*Work request*.
Records follow. Select each line holding "index".

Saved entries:
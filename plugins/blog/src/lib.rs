//! Blog plugin for Postwright.
//!
//! Defines the blog post resource the host admin panel renders: the content
//! layouts a post body is composed from, the ordered field list with its SEO
//! panel, slug rules and previews, and the scope of the post index list.
//!
//! Everything is driven by a `BlogConfig` resolved once at startup.

pub mod index;
pub mod layouts;
pub mod resource;
pub mod slug;

pub use index::IndexScope;
pub use layouts::{post_content_registry, register_post_content_layouts};
pub use resource::{PostResource, ResourceEntry, ResourceField, TemplateFields};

*Answer to this exercise*.
//! panel, slug rules and previews, and the scope of the post index list.
pub mod index;
pub use index::IndexScope;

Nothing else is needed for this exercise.